Roncoroni Fabrice, Sanz-Matias Ana, Sundararaman Siddharth, Prendergast David
Joint Center for Energy Storage Research, The Molecular Foundry, Lawrence Berkeley National Laboratory, Berkeley, California 94720, USA.
Phys Chem Chem Phys. 2023 May 17;25(19):13741-13754. doi: 10.1039/d3cp00525a.

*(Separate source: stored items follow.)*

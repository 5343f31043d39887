use crate::db::DatabaseError;
use serde::{Deserialize, Serialize};

/// Macro to generate enum with as_str + std::str::FromStr pattern
macro_rules! str_enum {
    ($name:ident { $($variant:ident => $s:literal),+ $(,)? }) => {
        #[derive(Debug, Clone, Copy, PartialEq, Eq, Serialize, Deserialize)]
        #[serde(rename_all = "lowercase")]
        pub enum $name {
            $($variant),+
        }

        impl $name {
            pub fn as_str(&self) -> &'static str {
                match self {
                    $(Self::$variant => $s),+
                }
            }
        }

        impl std::str::FromStr for $name {
            type Err = DatabaseError;

            fn from_str(s: &str) -> Result<Self, Self::Err> {
                match s {
                    $($s => Ok(Self::$variant)),+,
                    _ => Err(DatabaseError::InvalidEnum {
                        field: stringify!($name).into(),
                        value: s.into(),
                    }),
                }
            }
        }
    };
}

str_enum!(EntryKind {
    Appointment => "appointment",
    Medication => "medication",
    Status => "status",
    Document => "document",
});

str_enum!(Severity {
    Low => "low",
    Medium => "medium",
    High => "high",
    Critical => "critical",
});

impl EntryKind {
    /// Whether records of this kind can reference a doctor. The doctor
    /// filter passes every entry of a kind without this capability.
    pub fn has_doctor_relation(&self) -> bool {
        matches!(self, Self::Appointment | Self::Medication | Self::Document)
    }

    /// Whether records of this kind carry a pain level. The pain bounds
    /// pass every entry of a kind without this capability.
    pub fn has_pain_level(&self) -> bool {
        matches!(self, Self::Status)
    }
}
//! Medication endpoints.
//!
//! - `GET /api/medications` — list, newest first
//! - `POST /api/medications` — create a medication
//! - `GET /api/medications/:id` — single medication
//! - `PUT /api/medications/:id` — update a medication
//! - `DELETE /api/medications/:id` — delete a medication

use axum::extract::{Path, State};
use axum::http::StatusCode;
use axum::Json;
use chrono::{NaiveDate, Utc};
use serde::Deserialize;
use uuid::Uuid;

use crate::api::error::ApiError;
use crate::api::types::ApiContext;
use crate::db::repository;
use crate::models::Medication;

use super::default_true;

fn default_route() -> String {
    "oral".into()
}

#[derive(Debug, Deserialize)]
#[serde(rename_all = "camelCase")]
pub struct MedicationInput {
    pub name: String,
    pub dosage: String,
    pub frequency: String,
    #[serde(default = "default_route")]
    pub route: String,
    pub start_date: NaiveDate,
    pub end_date: Option<NaiveDate>,
    pub prescribing_doctor_id: Option<Uuid>,
    pub appointment_id: Option<Uuid>,
    pub purpose: Option<String>,
    #[serde(default)]
    pub side_effects: Vec<String>,
    pub notes: Option<String>,
    #[serde(default = "default_true")]
    pub is_active: bool,
}

pub async fn list(State(ctx): State<ApiContext>) -> Result<Json<Vec<Medication>>, ApiError> {
    let conn = ctx.open_db()?;
    let medications = repository::get_all_medications(&conn)?;
    Ok(Json(medications))
}

pub async fn create(
    State(ctx): State<ApiContext>,
    Json(input): Json<MedicationInput>,
) -> Result<(StatusCode, Json<Medication>), ApiError> {
    let conn = ctx.open_db()?;
    let now = Utc::now().naive_utc();
    let med = Medication {
        id: Uuid::new_v4(),
        name: input.name,
        dosage: input.dosage,
        frequency: input.frequency,
        route: input.route,
        start_date: input.start_date,
        end_date: input.end_date,
        prescribing_doctor_id: input.prescribing_doctor_id,
        appointment_id: input.appointment_id,
        purpose: input.purpose,
        side_effects: input.side_effects,
        notes: input.notes,
        is_active: input.is_active,
        created_at: now,
        updated_at: now,
    };
    repository::insert_medication(&conn, &med)?;
    Ok((StatusCode::CREATED, Json(med)))
}

pub async fn detail(
    State(ctx): State<ApiContext>,
    Path(id): Path<Uuid>,
) -> Result<Json<Medication>, ApiError> {
    let conn = ctx.open_db()?;
    repository::get_medication(&conn, &id)?
        .map(Json)
        .ok_or_else(|| ApiError::NotFound("Medication not found".into()))
}

pub async fn update(
    State(ctx): State<ApiContext>,
    Path(id): Path<Uuid>,
    Json(input): Json<MedicationInput>,
) -> Result<Json<Medication>, ApiError> {
    let conn = ctx.open_db()?;
    let existing = repository::get_medication(&conn, &id)?
        .ok_or_else(|| ApiError::NotFound("Medication not found".into()))?;

    let med = Medication {
        id,
        name: input.name,
        dosage: input.dosage,
        frequency: input.frequency,
        route: input.route,
        start_date: input.start_date,
        end_date: input.end_date,
        prescribing_doctor_id: input.prescribing_doctor_id,
        appointment_id: input.appointment_id,
        purpose: input.purpose,
        side_effects: input.side_effects,
        notes: input.notes,
        is_active: input.is_active,
        created_at: existing.created_at,
        updated_at: Utc::now().naive_utc(),
    };
    repository::update_medication(&conn, &med)?;
    Ok(Json(med))
}

pub async fn remove(
    State(ctx): State<ApiContext>,
    Path(id): Path<Uuid>,
) -> Result<StatusCode, ApiError> {
    let conn = ctx.open_db()?;
    repository::delete_medication(&conn, &id)?;
    Ok(StatusCode::NO_CONTENT)
}
use rusqlite::{params, Connection, Row};
use uuid::Uuid;

use crate::db::DatabaseError;
use crate::models::Document;

use super::{json_list, list_from_json, opt_uuid_from_text};

fn document_from_row(row: &Row<'_>) -> rusqlite::Result<Document> {
    Ok(Document {
        id: Uuid::parse_str(&row.get::<_, String>(0)?).unwrap_or_default(),
        doc_type: row.get(1)?,
        title: row.get(2)?,
        description: row.get(3)?,
        date: row.get(4)?,
        doctor_id: opt_uuid_from_text(row.get(5)?),
        appointment_id: opt_uuid_from_text(row.get(6)?),
        file_path: row.get(7)?,
        file_type: row.get(8)?,
        tags: list_from_json(&row.get::<_, String>(9)?),
        created_at: row.get(10)?,
        updated_at: row.get(11)?,
    })
}

pub fn insert_document(conn: &Connection, doc: &Document) -> Result<(), DatabaseError> {
    conn.execute(
        "INSERT INTO documents (id, type, title, description, date, doctor_id,
         appointment_id, file_path, file_type, tags, created_at, updated_at)
         VALUES (?1, ?2, ?3, ?4, ?5, ?6, ?7, ?8, ?9, ?10, ?11, ?12)",
        params![
            doc.id.to_string(),
            doc.doc_type,
            doc.title,
            doc.description,
            doc.date,
            doc.doctor_id.map(|id| id.to_string()),
            doc.appointment_id.map(|id| id.to_string()),
            doc.file_path,
            doc.file_type,
            json_list(&doc.tags),
            doc.created_at,
            doc.updated_at,
        ],
    )?;
    Ok(())
}

pub fn get_document(conn: &Connection, id: &Uuid) -> Result<Option<Document>, DatabaseError> {
    let mut stmt = conn.prepare(
        "SELECT id, type, title, description, date, doctor_id, appointment_id,
         file_path, file_type, tags, created_at, updated_at
         FROM documents WHERE id = ?1",
    )?;

    let result = stmt.query_row(params![id.to_string()], document_from_row);
    match result {
        Ok(doc) => Ok(Some(doc)),
        Err(rusqlite::Error::QueryReturnedNoRows) => Ok(None),
        Err(e) => Err(e.into()),
    }
}

/// All documents, newest first (anchor date descending).
pub fn get_all_documents(conn: &Connection) -> Result<Vec<Document>, DatabaseError> {
    let mut stmt = conn.prepare(
        "SELECT id, type, title, description, date, doctor_id, appointment_id,
         file_path, file_type, tags, created_at, updated_at
         FROM documents ORDER BY date DESC",
    )?;

    let rows = stmt.query_map([], document_from_row)?;
    rows.map(|r| r.map_err(DatabaseError::from)).collect()
}

pub fn update_document(conn: &Connection, doc: &Document) -> Result<(), DatabaseError> {
    let changed = conn.execute(
        "UPDATE documents SET type = ?2, title = ?3, description = ?4, date = ?5,
         doctor_id = ?6, appointment_id = ?7, file_path = ?8, file_type = ?9,
         tags = ?10, updated_at = ?11
         WHERE id = ?1",
        params![
            doc.id.to_string(),
            doc.doc_type,
            doc.title,
            doc.description,
            doc.date,
            doc.doctor_id.map(|id| id.to_string()),
            doc.appointment_id.map(|id| id.to_string()),
            doc.file_path,
            doc.file_type,
            json_list(&doc.tags),
            doc.updated_at,
        ],
    )?;

    if changed == 0 {
        return Err(DatabaseError::NotFound {
            entity_type: "document".into(),
            id: doc.id.to_string(),
        });
    }
    Ok(())
}

pub fn delete_document(conn: &Connection, id: &Uuid) -> Result<(), DatabaseError> {
    let changed = conn.execute(
        "DELETE FROM documents WHERE id = ?1",
        params![id.to_string()],
    )?;
    if changed == 0 {
        return Err(DatabaseError::NotFound {
            entity_type: "document".into(),
            id: id.to_string(),
        });
    }
    Ok(())
}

Molecular dynamics (MD) simulations present a data-mining challenge, given that they can generate a considerable amount of data but often rely on limited or biased human interpretation to examine their information content. By not asking the right questions of MD data we may miss critical information hidden within it. We combine dimensionality reduction (UMAP) and unsupervised hierarchical clustering (HDBSCAN) to quantitatively characterize prevalent coordination environments of chemical species within MD data. By focusing on local coordination, we significantly reduce the amount of data to be analyzed by extracting all distinct molecular formulas within a given coordination sphere. We then efficiently combine UMAP and HDBSCAN with alignment or shape-matching algorithms to partition these formulas into structural isomer families indicating their relative populations. The method was employed to reveal details of cation coordination in electrolytes based on molecular liquids.
分子动力学(MD)模拟带来了数据挖掘方面的挑战,因为它们能够生成大量数据,但往往依赖有限或有偏差的人工解读来审视其信息内容。如果没有对MD数据提出正确的问题,我们可能会错过隐藏在其中的关键信息。我们将降维(UMAP)和无监督层次聚类(HDBSCAN)相结合,以定量表征MD数据中化学物种的普遍配位环境。通过关注局部配位,我们通过提取给定配位球体内所有不同的分子式,显著减少了待分析的数据量。然后,我们有效地将UMAP和HDBSCAN与比对或形状匹配算法相结合,将这些分子式划分为结构异构体家族,表明它们的相对丰度。该方法被用于揭示基于分子液体的电解质中阳离子配位的细节。